_TASK INSTRUCTIONS_
Among the lines below, which ones contain the word "value"? Copy every such line.

┌─ INPUT RECORDS

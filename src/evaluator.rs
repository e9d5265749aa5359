//! Certificate parsing and expiration classification.
//!
//! [`CertificateInfo::from_x509`] turns a peer certificate into a flat record.
//! The time based part lives in [`classify`], a pure function of the validity
//! window, the reference instant and the warning threshold.

use crate::error::CheckError;
use chrono::{DateTime, Utc};
use openssl::asn1::{Asn1Time, Asn1TimeRef};
use openssl::bn::{BigNum, BigNumContext};
use openssl::nid::Nid;
use openssl::pkey::{Id, PKeyRef, Public};
use openssl::x509::{X509NameRef, X509Ref, X509};
use serde::{Deserialize, Serialize};

/// Warning threshold used when the caller does not override it.
pub const DEFAULT_WARNING_DAYS: i64 = 30;

const SECONDS_PER_DAY: i64 = 86_400;

/// The `notBefore`/`notAfter` window of a certificate.
#[derive(Debug, Clone, Copy, PartialEq, Eq, Serialize, Deserialize)]
pub struct Validity {
    pub not_before: DateTime<Utc>,
    pub not_after: DateTime<Utc>,
}

/// Time based classification of a certificate.
///
/// A certificate whose `not_before` lies in the future is neither `expired`
/// nor `valid`.
#[derive(Debug, Clone, Copy, PartialEq, Eq, Serialize, Deserialize)]
pub struct Classification {
    /// Whole days until `not_after`, negative once expired.
    pub days_until_expiration: i64,
    pub expired: bool,
    pub expires_soon: bool,
    pub valid: bool,
}

/// Classifies a validity window against `now`.
///
/// `days_until_expiration` is `(not_after - now) / 86400s` rounded half away
/// from zero, computed on whole seconds. A certificate expiring in exactly
/// `threshold_days` days is expiring soon.
pub fn classify(validity: &Validity, now: DateTime<Utc>, threshold_days: i64) -> Classification {
    let expired = validity.not_after < now;
    let days_until_expiration = days_until(validity.not_after, now);

    Classification {
        days_until_expiration,
        expired,
        expires_soon: !expired && days_until_expiration <= threshold_days,
        valid: !expired && validity.not_before <= now,
    }
}

/// Days from `now` until `instant`, rounded half away from zero.
pub fn days_until(instant: DateTime<Utc>, now: DateTime<Utc>) -> i64 {
    round_days(instant.signed_duration_since(now).num_seconds())
}

fn round_days(seconds: i64) -> i64 {
    let days = seconds / SECONDS_PER_DAY;
    let remainder = seconds % SECONDS_PER_DAY;
    if remainder.abs() * 2 >= SECONDS_PER_DAY {
        days + remainder.signum()
    } else {
        days
    }
}

/// Public key of a certificate, reduced to what the report needs.
#[derive(Debug, Clone, Copy, PartialEq, Eq)]
pub enum PublicKey {
    /// RSA key with its modulus length
    Rsa { bits: u32 },
    /// Elliptic curve key with the bit length of its group order
    Ec { bits: u32 },
    /// DSA key, size not reported
    Dsa,
    /// Any other key type (Ed25519, Ed448, ...)
    Unsupported,
}

impl PublicKey {
    /// Dispatches on the key type of `key`.
    pub fn from_pkey(key: &PKeyRef<Public>) -> Result<Self, CheckError> {
        let key = match key.id() {
            Id::RSA => {
                let rsa = key.rsa().map_err(CheckError::invalid_certificate)?;
                PublicKey::Rsa {
                    bits: bit_length(rsa.n().num_bits())?,
                }
            }
            Id::EC => {
                let ec_key = key.ec_key().map_err(CheckError::invalid_certificate)?;
                let mut order = BigNum::new()?;
                let mut ctx = BigNumContext::new()?;
                ec_key
                    .group()
                    .order(&mut order, &mut ctx)
                    .map_err(CheckError::invalid_certificate)?;
                PublicKey::Ec {
                    bits: bit_length(order.num_bits())?,
                }
            }
            Id::DSA => PublicKey::Dsa,
            _ => PublicKey::Unsupported,
        };
        Ok(key)
    }

    pub fn algorithm(&self) -> &'static str {
        match self {
            PublicKey::Rsa { .. } => "RSA",
            PublicKey::Ec { .. } => "EC",
            PublicKey::Dsa => "DSA",
            PublicKey::Unsupported => "unknown",
        }
    }

    /// Key size in bits, `None` when the key type is not sized.
    pub fn key_size_bits(&self) -> Option<u32> {
        match self {
            PublicKey::Rsa { bits } | PublicKey::Ec { bits } => Some(*bits),
            PublicKey::Dsa | PublicKey::Unsupported => None,
        }
    }
}

fn bit_length(bits: i32) -> Result<u32, CheckError> {
    u32::try_from(bits)
        .map_err(|_| CheckError::invalid_certificate(format!("invalid key size: {}", bits)))
}

/// Metadata and expiration status of a single certificate.
#[derive(Debug, Clone, PartialEq, Eq, Serialize, Deserialize)]
pub struct CertificateInfo {
    /// Subject distinguished name, RFC 2253 form
    pub subject: String,
    /// Issuer distinguished name, RFC 2253 form
    pub issuer: String,
    /// Serial number in decimal
    pub serial_number: String,
    pub not_before: DateTime<Utc>,
    pub not_after: DateTime<Utc>,
    /// X.509 version number (3 for a v3 certificate)
    pub version: u32,
    pub signature_algorithm: String,
    /// `RSA`, `EC`, `DSA` or `unknown`
    pub public_key_algorithm: String,
    pub key_size_bits: Option<u32>,
    #[serde(flatten)]
    pub classification: Classification,
}

impl CertificateInfo {
    /// Extracts the certificate fields and classifies them against `now`.
    ///
    /// # Errors
    ///
    /// Returns [`CheckError::InvalidCertificate`] when a field cannot be
    /// decoded.
    pub fn from_x509(
        cert: &X509Ref,
        now: DateTime<Utc>,
        threshold_days: i64,
    ) -> Result<CertificateInfo, CheckError> {
        let validity = Validity {
            not_before: asn1_to_utc(cert.not_before())?,
            not_after: asn1_to_utc(cert.not_after())?,
        };

        let public_key = cert
            .public_key()
            .map_err(CheckError::invalid_certificate)?;
        let key = PublicKey::from_pkey(&public_key)?;

        let serial_number = cert
            .serial_number()
            .to_bn()
            .and_then(|bn| bn.to_dec_str().map(|s| s.to_string()))
            .map_err(CheckError::invalid_certificate)?;

        let version = u32::try_from(cert.version())
            .map(|v| v + 1)
            .map_err(|_| {
                CheckError::invalid_certificate(format!("invalid version: {}", cert.version()))
            })?;

        Ok(CertificateInfo {
            subject: distinguished_name(cert.subject_name()),
            issuer: distinguished_name(cert.issuer_name()),
            serial_number,
            not_before: validity.not_before,
            not_after: validity.not_after,
            version,
            signature_algorithm: cert.signature_algorithm().object().to_string(),
            public_key_algorithm: key.algorithm().to_string(),
            key_size_bits: key.key_size_bits(),
            classification: classify(&validity, now, threshold_days),
        })
    }

    /// Same as [`CertificateInfo::from_x509`] for a DER encoded certificate.
    pub fn from_der(
        der: &[u8],
        now: DateTime<Utc>,
        threshold_days: i64,
    ) -> Result<CertificateInfo, CheckError> {
        let cert = X509::from_der(der).map_err(CheckError::invalid_certificate)?;
        Self::from_x509(&cert, now, threshold_days)
    }

    pub fn validity(&self) -> Validity {
        Validity {
            not_before: self.not_before,
            not_after: self.not_after,
        }
    }

    /// Recomputes the classification for another instant or threshold.
    pub fn reclassify(&self, now: DateTime<Utc>, threshold_days: i64) -> Classification {
        classify(&self.validity(), now, threshold_days)
    }
}

fn asn1_to_utc(time: &Asn1TimeRef) -> Result<DateTime<Utc>, CheckError> {
    let epoch = Asn1Time::from_unix(0)?;
    let diff = epoch.diff(time).map_err(CheckError::invalid_certificate)?;
    let seconds = i64::from(diff.days) * SECONDS_PER_DAY + i64::from(diff.secs);
    DateTime::from_timestamp(seconds, 0)
        .ok_or_else(|| CheckError::invalid_certificate(format!("time out of range: {}", time)))
}

/// Renders a name in RFC 2253 order: most specific RDN first.
fn distinguished_name(name: &X509NameRef) -> String {
    let mut parts: Vec<String> = name
        .entries()
        .map(|entry| {
            let nid = entry.object().nid();
            let key = match nid.short_name() {
                Ok(short) if nid != Nid::UNDEF => short.to_string(),
                _ => entry.object().to_string(),
            };
            let value = entry
                .data()
                .to_string()
                .unwrap_or_else(|_| String::from_utf8_lossy(entry.data().as_slice()).into_owned());
            format!("{}={}", key, escape_dn_value(&value))
        })
        .collect();
    parts.reverse();
    parts.join(",")
}

fn escape_dn_value(value: &str) -> String {
    let mut escaped = String::with_capacity(value.len());
    let last = value.chars().count().saturating_sub(1);
    for (i, c) in value.chars().enumerate() {
        let special = matches!(c, ',' | '+' | '"' | '\\' | '<' | '>' | ';')
            || (i == 0 && (c == '#' || c == ' '))
            || (i == last && c == ' ');
        if special {
            escaped.push('\\');
        }
        escaped.push(c);
    }
    escaped
}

└─

_WRITTEN ANSWER_
            let value = entry
            format!("{}={}", key, escape_dn_value(&value))
fn escape_dn_value(value: &str) -> String {
    let mut escaped = String::with_capacity(value.len());
    let last = value.chars().count().saturating_sub(1);
    for (i, c) in value.chars().enumerate() {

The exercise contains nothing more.